You see where I’m going with this. I can imagine a lot of people reading this might scoff at such concerns, that they’re experts and don’t make such newbie mistakes and don’t need the language to handhold them (or anyone else on their team). Well, hooray for you. I think the reality, though, is that we all make stupid mistakes, whether it’s coding late at night or coding while thinking about the problem rather than the syntax we’re typing. CoffeeScript helps cut down on the stupid mistakes.
And there are very few ES2015 features that CoffeeScript lacks. I was chatting with a developer at a meetup recently who was telling me how he switched from CoffeeScript to ES2015 because of the destructuring; he apparently never noticed that CoffeeScript already has destructuring. Many of ES2015’s features, like the fat arrow, are adopted from CoffeeScript. About the only features I can find that CoffeeScript doesn’t support are the new import/export syntax (irrelevant for Meteor, and for other frameworks like Ember you can just wrap your import and export lines in backticks) and tail-call optimization, which I had never heard of before ES2015 came on the scene.
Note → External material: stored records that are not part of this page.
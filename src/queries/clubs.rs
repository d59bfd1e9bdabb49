//! Club lookups against the `clubs` table.

use crate::connection::Connection;
use crate::error::Result;
use crate::models::Club;
use crate::sql_builder::SqlBuilder;

// ---------------------------------------------------------------------------
// ClubQuery
// ---------------------------------------------------------------------------

/// Query interface for clubs backed by the `clubs` table.
pub struct ClubQuery<'a> {
    conn: &'a Connection,
}

impl<'a> ClubQuery<'a> {
    /// Create a new `ClubQuery` bound to the given connection.
    pub fn new(conn: &'a Connection) -> Self {
        Self { conn }
    }

    /// Get a single club by id.
    pub fn get(&self, id: i64) -> Result<Option<Club>> {
        self.conn.ensure_tables(&["clubs"])?;

        let (sql, params) = SqlBuilder::new("clubs")
            .where_clause("id = CAST(? AS BIGINT)", &[&id.to_string()])
            .limit(1)
            .build();

        Ok(self.conn.execute_into(&sql, &params)?.into_iter().next())
    }

    /// Resolve a free-text name fragment to one club.
    ///
    /// Matches case-insensitively anywhere in the name. The fragment is
    /// literal text, so `%` and `_` are not wildcards. When several clubs
    /// match, an exact (case-insensitive) name wins, then the shortest name,
    /// then alphabetical order.
    pub fn find_by_name(&self, fragment: &str) -> Result<Option<Club>> {
        self.conn.ensure_tables(&["clubs"])?;

        let fragment = fragment.trim();
        if fragment.is_empty() {
            return Ok(None);
        }

        let sql = r#"
            SELECT *
            FROM clubs
            WHERE contains(LOWER(name), LOWER(?))
            ORDER BY
                CASE WHEN LOWER(name) = LOWER(?) THEN 0 ELSE 1 END,
                LENGTH(name),
                name
            LIMIT 1
        "#;

        let params = [fragment.to_string(), fragment.to_string()];
        let club = self.conn.execute_into::<Club>(sql, &params)?.into_iter().next();
        tracing::debug!(fragment, matched = ?club.as_ref().map(|c| &c.name), "club lookup");
        Ok(club)
    }

    /// List clubs alphabetically, optionally filtered by a literal,
    /// case-insensitive name substring.
    pub fn list(
        &self,
        name: Option<&str>,
        limit: Option<usize>,
        offset: Option<usize>,
    ) -> Result<Vec<Club>> {
        self.conn.ensure_tables(&["clubs"])?;

        let mut qb = SqlBuilder::new("clubs");
        qb.order_by(&["name ASC"]);

        if let Some(n) = name {
            qb.where_contains("name", n);
        }
        if let Some(l) = limit {
            qb.limit(l);
        }
        if let Some(o) = offset {
            qb.offset(o);
        }

        let (sql, params) = qb.build();
        self.conn.execute_into(&sql, &params)
    }

    /// Count all clubs.
    pub fn count(&self) -> Result<i64> {
        self.conn.ensure_tables(&["clubs"])?;

        let (sql, params) = SqlBuilder::new("clubs")
            .select(&["COUNT(*) AS cnt"])
            .build();
        let cnt = self
            .conn
            .execute_scalar(&sql, &params)?
            .and_then(|v| v.as_i64())
            .unwrap_or(0);
        Ok(cnt)
    }
}
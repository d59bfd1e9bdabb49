use serde::{Deserialize, Serialize};

// ---------------------------------------------------------------------------
// Club — One row of the `clubs` table
// ---------------------------------------------------------------------------

#[derive(Debug, Clone, PartialEq, Serialize, Deserialize)]
pub struct Club {
    pub id: i64,
    pub name: String,
    #[serde(default)]
    pub country: Option<String>,
    #[serde(default)]
    pub league: Option<String>,
}
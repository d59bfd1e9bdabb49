//! Query interfaces for the SDK.
//!
//! Each struct borrows the [`Connection`](crate::connection::Connection) and
//! returns typed rows from the `clubs` and `club_financials` tables or metrics
//! derived from them.

pub mod clubs;
pub mod financials;
pub mod metrics;

pub use clubs::ClubQuery;
pub use financials::FinancialQuery;
pub use metrics::MetricsQuery;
You can read someone smarter than me discuss the specific features here. CoffeeScript’s feature set hasn’t changed much in years mainly because it doesn’t have to.
As with anything, it’s a tradeoff. I greatly prefer CoffeeScript’s syntax, and I think it helps my team avoid bugs. I’m fortunate that I have a team that agrees with me; I totally understand the mindset of someone already learning ES2015 and not wanting to learn yet another thing. And I think the risk of limiting your contributors to an open-source project is a real concern (though in that case you might just want to stick to old ES5). At the moment, both CoffeeScript and ES2015 compile down to ES5, and that will be the case for years to come until browser support for ES2015 features is more widespread; but by then, I expect CoffeeScript will compile down to ES2015.
Agreed. JS devs are for the most part not computer scientists, so they pick up skills or habits here and there. Those who bounce between jobs the most seem to have the widest array of both. Fundamentals and discipline create good habits, but JS folk are an odd ilk until there is formal education. However, formal education may just ruin the greatness of what we have today. So if a few misguided, short-sighted folk wish to build libraries to appease those who refuse to move from a posix syntax to an ecma style, so be it. Lessons learned all around. And we should all embrace everyone and not do this weird mac vs. pc, christian vs. muslim nonsense we see too much of today. We’re Meteor developers, and it’s beautiful!
That’s because he made it come true . Seriously though, he stepped in a while back, became the primary maintainer/contributer of https://github.com/jashkenas/coffeescript/, and is the driving force behind coffeescript progressing (by itself, and within Meteor core). So if you’re a coffeescript fan, you have @GeoffreyBooth to thank for its continued progress.